If the additional row and column are not existing, then there will be 4 unknown values and the previous approach will not be applicable in this case. If such row and column exist, then there will be just 1 missing value and this is what expected to solve the problem using dynamic programming.

After clarifying the purpose of the additional row and column in the matrix, it's time to fill the distance matrix to reach the value that represents the distance between the 2 words.

**Step-by-Step Calculation of the Levenshtein Distance Using Dynamic Programming**

In this section, the distance matrix will be filled in order to find the distance between the 2 words which is located in the bottom-right corner.
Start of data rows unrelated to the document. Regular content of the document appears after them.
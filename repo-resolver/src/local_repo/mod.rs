// Copyright © Aptos Foundation
// SPDX-License-Identifier: Apache-2.0

//! Coordinate → path mapping and per-remote availability tracking.

mod enhanced;
mod simple;

pub use enhanced::EnhancedLocalRepositoryManager;
pub use simple::SimpleLocalRepositoryManager;

use std::path::PathBuf;

use crate::coordinate::{Artifact, Metadata, RemoteRepository, RequestContext};

/// One lookup request against the local repository.
#[derive(Debug, Clone)]
pub struct LocalArtifactRequest {
    pub artifact: Artifact,
    /// The remotes the caller is resolving against; availability is scoped
    /// to these.
    pub repositories: Vec<RemoteRepository>,
    pub context: RequestContext,
}

/// The LRM's answer for one artifact lookup.
#[derive(Debug, Clone)]
pub struct LocalArtifactResult {
    pub file: Option<PathBuf>,
    /// `true` means "this file is known to be the correct artifact for one
    /// of the requested remotes, in the requested request-context."
    pub available: bool,
    pub repository: Option<String>,
    pub contexts: Vec<RequestContext>,
}

impl LocalArtifactResult {
    pub fn missing() -> Self {
        Self {
            file: None,
            available: false,
            repository: None,
            contexts: Vec::new(),
        }
    }
}

#[derive(Debug, Clone)]
pub struct LocalMetadataRequest {
    pub metadata: Metadata,
    pub context: RequestContext,
}

#[derive(Debug, Clone)]
pub struct LocalMetadataResult {
    pub file: Option<PathBuf>,
}

/// Publishes a successfully resolved/installed artifact into the LRM's
/// bookkeeping. `repository = None` means a local install.
#[derive(Debug, Clone)]
pub struct LocalArtifactRegistration {
    pub artifact: Artifact,
    pub repository: Option<RemoteRepository>,
    pub contexts: Vec<RequestContext>,
}

#[derive(Debug, Clone)]
pub struct LocalMetadataRegistration {
    pub metadata: Metadata,
    pub repository: Option<RemoteRepository>,
}

/// Coordinate → path mapping and per-remote availability tracking.
/// Implemented by `SimpleLocalRepositoryManager` and
/// `EnhancedLocalRepositoryManager`.
pub trait LocalRepositoryManager: Send + Sync {
    fn basedir(&self) -> &std::path::Path;

    fn path_for_local_artifact(&self, artifact: &Artifact) -> PathBuf;
    fn path_for_local_metadata(&self, metadata: &Metadata) -> PathBuf;
    fn path_for_remote_artifact(
        &self,
        artifact: &Artifact,
        remote: &RemoteRepository,
        context: &str,
    ) -> PathBuf;
    fn path_for_remote_metadata(
        &self,
        metadata: &Metadata,
        remote: &RemoteRepository,
        context: &str,
    ) -> PathBuf;

    fn find(&self, request: &LocalArtifactRequest) -> LocalArtifactResult;
    fn find_metadata(&self, request: &LocalMetadataRequest) -> LocalMetadataResult;

    fn add_artifact(&self, registration: &LocalArtifactRegistration);
    fn add_metadata(&self, registration: &LocalMetadataRegistration);
}

/// `g/r/o/u/p/artifactId/version/artifactId-version[-classifier].ext`; dots
/// in groupId become directory separators.
pub(crate) fn artifact_path(basedir: &std::path::Path, artifact: &Artifact) -> PathBuf {
    let mut path = basedir.to_path_buf();
    for segment in artifact.group_id.split('.') {
        path.push(segment);
    }
    path.push(&artifact.artifact_id);
    path.push(artifact.effective_base_version());
    path.push(artifact.local_file_name());
    path
}

/// The directory that would hold `artifact_path`, without the file name.
pub(crate) fn artifact_dir(basedir: &std::path::Path, artifact: &Artifact) -> PathBuf {
    let mut path = artifact_path(basedir, artifact);
    path.pop();
    path
}

/// Metadata path: directory scope narrows with how many of
/// group/artifact/version are specified: missing fields address
/// broader scopes.
pub(crate) fn metadata_path(basedir: &std::path::Path, metadata: &Metadata) -> PathBuf {
    let mut path = basedir.to_path_buf();
    if let Some(group) = &metadata.group_id {
        for segment in group.split('.') {
            path.push(segment);
        }
    }
    if let Some(artifact) = &metadata.artifact_id {
        path.push(artifact);
    }
    if let Some(version) = &metadata.version {
        path.push(version);
    }
    path.push(metadata.file_name());
    path
}

pub(crate) fn metadata_dir(basedir: &std::path::Path, metadata: &Metadata) -> PathBuf {
    let mut path = metadata_path(basedir, metadata);
    path.pop();
    path
}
The first distance to be calculated is between the first two prefixes of the two words, which are **k** and **h**. The *2 x 2* matrix involved in this operation is given in the next figure. Because the two prefixes are different, the distance between them is calculated as the minimum of the 3 existing values (0, 1, and 1) + 1. So, the distance is `min(0, 1, 1) + 1 = 0 + 1 = 1`

.

The distance matrix is updated by each calculated distance. The current matrix is given below.

Let's calculate the distance between the first prefix of the first word, **k**, and the second prefix for the second word, **he**. As discussed previously, the distance is 2, and for the next prefixes we just add one to get a distance of 3, 4, and 5. Here is the distance matrix after being updated with these distances.
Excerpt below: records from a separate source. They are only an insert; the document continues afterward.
// Copyright © Aptos Foundation
// SPDX-License-Identifier: Apache-2.0

//! The artifact/metadata resolution and update-check engine: the core of a
//! Maven/Aether-style repository system, minus the wire transports,
//! version-range arithmetic, dependency-graph collection, and descriptor
//! parsing that embedding hosts supply through the traits in [`connector`],
//! [`version`], and [`workspace`].
//!
//! A caller builds a [`session::RepositorySystemSession`], wires a
//! [`local_repo::LocalRepositoryManager`], a [`connector::RepositoryConnectorProvider`],
//! and a [`event::RepositoryEventDispatcher`] into a
//! [`resolver::DefaultArtifactResolver`] / [`resolver::DefaultMetadataResolver`],
//! and calls `resolve_artifacts` / `resolve_metadata` with a batch of
//! requests. [`installer::DefaultInstaller`] and [`installer::DefaultDeployer`]
//! publish resolved files back into the local store or to a remote.

pub mod connector;
pub mod coordinate;
pub mod error;
pub mod event;
pub mod fileproc;
pub mod installer;
pub mod local_repo;
pub mod offline;
pub mod resolver;
pub mod session;
pub mod sync;
pub mod touch;
pub mod update_check;
pub mod update_policy;
pub mod version;
pub mod workspace;

pub use coordinate::{Artifact, ChecksumPolicy, Metadata, MetadataNature, RemoteRepository, RepositoryPolicy, RequestContext};
pub use error::{ArtifactResolutionError, MetadataResolutionError, RepositoryError};
pub use event::{RepositoryEvent, RepositoryEventDispatcher, RepositoryListener};
pub use installer::{DefaultDeployer, DefaultInstaller, Deployer, Installer};
pub use resolver::{ArtifactRequest, ArtifactResolver, ArtifactResult, DefaultArtifactResolver, DefaultMetadataResolver, MetadataRequest, MetadataResolver, MetadataResult};
pub use session::{RepositorySystemSession, SessionConfig, SharedSession};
After filling the row corresponding to the prefix **k** of the word **kelo**, next we'll fill the second row which corresponds to the second prefix: **ke**. Note that the label in the second row is just **e**, not **ke** but it implies ke. For example, the first missing value in the second row means the distance to transform **ke** into **h**, the second one means the distance to transform **ke** into **he**, the third mean the distance to transform **ke** into **hel**, and so on. The reason is that the distances between e and the prefixes in the word hello are calculated based on the distances calculated for the prefix k.
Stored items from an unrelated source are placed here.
struct WorkItem {
    index: usize,
    request: ArtifactRequest,
    artifact: Artifact,
    remotes: Vec<RemoteRepository>,
    candidate_file: Option<PathBuf>,
    file: Option<PathBuf>,
    repository: Option<RemoteRepository>,
    exceptions: Vec<Arc<RepositoryError>>,
    /// Set once `ARTIFACT_RESOLVED` has already been emitted for this item
    /// (local-path short circuit, failed version resolution, workspace hit,
    /// or a successful download), so the terminal pass does not double-fire.
    resolved: bool,
}

impl DefaultArtifactResolver {
    fn emit(&self, event: RepositoryEvent) {
        self.dispatcher.dispatch(event);
    }
}

impl ArtifactResolver for DefaultArtifactResolver {
    fn resolve_artifacts(&self, session: &SharedSession, requests: Vec<ArtifactRequest>) -> Result<Vec<ArtifactResult>, ArtifactResolutionError> {
        let total = requests.len();
        let mut items: Vec<WorkItem> = requests
            .into_iter()
            .enumerate()
            .map(|(index, request)| {
                let artifact = request.artifact.clone();
                WorkItem {
                    index,
                    request,
                    artifact,
                    remotes: Vec::new(),
                    candidate_file: None,
                    file: None,
                    repository: None,
                    exceptions: Vec::new(),
                    resolved: false,
                }
            })
            .collect();

        for item in items.iter_mut() {
            self.emit(RepositoryEvent::ArtifactResolving { artifact: item.artifact.clone() });
            self.resolve_one(session, item);
        }

        let (groups, index_by_key) = self.build_groups(session, &mut items);
        let _ = index_by_key;
        for group in &groups {
            self.process_group(session, group, &mut items);
        }

        self.finish(total, items)
    }
}

impl DefaultArtifactResolver {
    /// Local-path short circuit, version resolution, remote narrowing,
    /// workspace consultation, and the LRM lookup, in that order.
    fn resolve_one(&self, session: &SharedSession, item: &mut WorkItem) {
        if let Some(local_path) = item.artifact.local_path.clone() {
            if local_path.is_file() {
                item.file = Some(local_path);
            } else {
                item.exceptions.push(Arc::new(RepositoryError::ArtifactNotFound {
                    artifact: item.artifact.clone(),
                    repository: "local".to_owned(),
                }));
            }
            self.emit(RepositoryEvent::ArtifactResolved {
                artifact: item.artifact.clone(),
                exceptions: item.exceptions.clone(),
            });
            item.resolved = true;
            return;
        }

        let version_request = VersionRequest {
            artifact: item.artifact.clone(),
            repositories: item.request.repositories.clone(),
        };
        let version_result = match self.version_resolver.resolve_version(session, &version_request) {
            Ok(result) => result,
            Err(source) => {
                item.exceptions.push(Arc::new(RepositoryError::VersionResolution {
                    artifact: item.artifact.clone(),
                    source,
                }));
                self.emit(RepositoryEvent::ArtifactResolved {
                    artifact: item.artifact.clone(),
                    exceptions: item.exceptions.clone(),
                });
                item.resolved = true;
                return;
            }
        };
        item.artifact.version = version_result.version;

        item.remotes = match &version_result.source {
            VersionSource::Remote(remote) => vec![remote.clone()],
            VersionSource::Local => Vec::new(),
            VersionSource::Unknown => item.request.repositories.clone(),
        };
        let version_bound_local = matches!(version_result.source, VersionSource::Local);

        if let Some(workspace) = &self.workspace {
            if let Some(file) = workspace.find_artifact(&item.artifact) {
                item.file = Some(file);
                item.repository = Some(workspace.get_repository());
                self.emit(RepositoryEvent::ArtifactResolved {
                    artifact: item.artifact.clone(),
                    exceptions: Vec::new(),
                });
                item.resolved = true;
                return;
            }
        }

        let local_request = LocalArtifactRequest {
            artifact: item.artifact.clone(),
            repositories: item.remotes.clone(),
            context: item.request.context.clone(),
        };
        let local_result = self.lrm.find(&local_request);
        item.candidate_file = local_result.file.clone();

        let is_locally_installed = local_result.available || (local_result.file.is_some() && (version_bound_local || item.remotes.is_empty()));
        if is_locally_installed {
            if let Some(file) = local_result.file {
                if !local_result.available {
                    self.lrm.add_artifact(&LocalArtifactRegistration {
                        artifact: item.artifact.clone(),
                        repository: None,
                        contexts: vec![item.request.context.clone()],
                    });
                }
                item.file = Some(file);
            }
        }
    }

    /// Step 6: groups still-unresolved items by each enabled, reachable
    /// remote's batching key.
    fn build_groups(&self, session: &SharedSession, items: &mut [WorkItem]) -> (Vec<ResolutionGroup>, HashMap<(String, String, bool), usize>) {
        let mut groups: Vec<ResolutionGroup> = Vec::new();
        let mut index_by_key: HashMap<(String, String, bool), usize> = HashMap::new();

        for item in items.iter_mut() {
            if item.resolved || item.file.is_some() {
                continue;
            }
            let is_snapshot = item.artifact.is_snapshot();
            let remotes = item.remotes.clone();
            for remote in &remotes {
                let policy = remote.policy_for(is_snapshot);
                if !policy.enabled {
                    continue;
                }
                if let Err(err) = OfflineController::check_offline(&session.config, remote) {
                    item.exceptions.push(Arc::new(err));
                    continue;
                }
                group_item(&mut groups, &mut index_by_key, remote, item.index);
            }
        }

        (groups, index_by_key)
    }

    /// Step 7: gather rules, a single connector call, then evaluate.
    fn process_group(&self, session: &SharedSession, group: &ResolutionGroup, items: &mut [WorkItem]) {
        let mut downloads: Vec<ArtifactDownload> = Vec::new();
        let mut download_items: Vec<usize> = Vec::new();
        let mut download_checks: Vec<UpdateCheck> = Vec::new();

        let cache_all = session.config.error_policy & error_policy::CACHE_ALL == error_policy::CACHE_ALL;

        for &item_index in &group.item_indices {
            let item = &mut items[item_index];
            if item.file.is_some() {
                continue; // a previous group already resolved this item
            }

            let is_snapshot = item.artifact.is_snapshot();
            let checksum_policy = group.repository.policy_for(is_snapshot).checksum_policy;
            let existence_check = item.candidate_file.is_some();
            let file = item
                .candidate_file
                .clone()
                .unwrap_or_else(|| self.lrm.path_for_remote_artifact(&item.artifact, &group.repository, &item.request.context));

            let check = UpdateCheck {
                file: file.clone(),
                file_valid: true,
                touch_file: artifact_touch_file(&file),
                data_key: update_check::artifact_data_key(&group.repository, &group.repository.mirrored_urls),
                transfer_key: update_check::transfer_key(&group.repository, &group.repository.content_type, "", ""),
                repo_key: group.repository.id.clone(),
                local_last_updated: None,
                policy: group.repository.policy_for(is_snapshot).update_policy.clone(),
            };

            if cache_all {
                let check_result = UpdateCheckManager::check_artifact(Utc::now(), session, &check);
                if !check_result.required {
                    if let Some(cached) = check_result.exception {
                        item.exceptions.push(Arc::new(cached_outcome_to_artifact_error(&item.artifact, &group.repository.id, cached)));
                    }
                    continue;
                }
            }

            self.emit(RepositoryEvent::ArtifactDownloading {
                artifact: item.artifact.clone(),
                repository: group.repository.clone(),
            });

            downloads.push(ArtifactDownload {
                artifact: item.artifact.clone(),
                file,
                existence_check,
                checksum_policy,
                mirrored_repository_urls: group.repository.mirrored_urls.clone(),
                exception: None,
            });
            download_items.push(item_index);
            download_checks.push(check);
        }

        if downloads.is_empty() {
            return;
        }

        let connector = match self.connectors.connector_for(&group.repository) {
            Ok(connector) => connector,
            Err(_) => {
                for &item_index in &download_items {
                    items[item_index].exceptions.push(Arc::new(RepositoryError::NoRepositoryConnector {
                        repository: group.repository.id.clone(),
                        content_type: group.repository.content_type.clone(),
                    }));
                }
                return;
            }
        };

        let mut metadata_downloads: Vec<MetadataDownload> = Vec::new();
        connector.get(&mut downloads, &mut metadata_downloads);

        for ((download, check), item_index) in downloads.into_iter().zip(download_checks).zip(download_items) {
            let item = &mut items[item_index];
            let outcome = match &download.exception {
                None => TouchOutcome::Success,
                Some(err) if err.is_not_found() => TouchOutcome::NotFound { message: err.to_string() },
                Some(err) => TouchOutcome::TransferError { message: err.to_string() },
            };
            UpdateCheckManager::touch_artifact(session, &check, outcome);

            match download.exception {
                None => {
                    if session.config.snapshot_normalization {
                        if let Some(dir) = download.file.parent() {
                            normalize_snapshot(self.file_processor.as_ref(), dir, &item.artifact);
                        }
                    }
                    self.lrm.add_artifact(&LocalArtifactRegistration {
                        artifact: item.artifact.clone(),
                        repository: Some(group.repository.clone()),
                        contexts: vec![item.request.context.clone()],
                    });
                    item.file = Some(download.file.clone());
                    item.repository = Some(group.repository.clone());
                    self.emit(RepositoryEvent::ArtifactDownloaded {
                        artifact: item.artifact.clone(),
                        repository: group.repository.clone(),
                        exception: None,
                    });
                    self.emit(RepositoryEvent::ArtifactResolved {
                        artifact: item.artifact.clone(),
                        exceptions: Vec::new(),
                    });
                    item.resolved = true;
                }
                Some(err) => {
                    item.exceptions.push(err.clone());
                    self.emit(RepositoryEvent::ArtifactDownloaded {
                        artifact: item.artifact.clone(),
                        repository: group.repository.clone(),
                        exception: Some(err),
                    });
                }
            }
        }
    }

    fn finish(&self, total: usize, items: Vec<WorkItem>) -> Result<Vec<ArtifactResult>, ArtifactResolutionError> {
        let mut results = Vec::with_capacity(items.len());
        let mut failures = Vec::new();

        for item in items {
            if !item.resolved {
                self.emit(RepositoryEvent::ArtifactResolved {
                    artifact: item.artifact.clone(),
                    exceptions: item.exceptions.clone(),
                });
            }
            if item.file.is_none() {
                failures.push((item.index, item.exceptions.clone()));
            }
            results.push(ArtifactResult {
                artifact: item.artifact,
                file: item.file,
                repository: item.repository,
                exceptions: item.exceptions,
            });
        }

        if failures.is_empty() {
            Ok(results)
        } else {
            Err(ArtifactResolutionError { total, failures })
        }
    }
}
For calculating the distance between **e** and **h**, then the 2x2 matrix that will be used is highlighted according to the next figure. Because the prefixes e and h are different, then the resultant distance equals `min(1, 1, 2) + 1 = 1 + 1 = 2`

.

Here is the new matrix after adding the recently calculated distance.

Moving to compare e (from the first word) and e (from the second word), here is the highlighted 2x2 matrix.

Because the 2 sides (e and e) are identical, then the distance will be calculated as just the minimum of the 3 existing values in the 2x2 matrix. Thus, the result is `min(1, 2, 2) = 1`

. The next figure shows the matrix after being updated by the newly calculated distance.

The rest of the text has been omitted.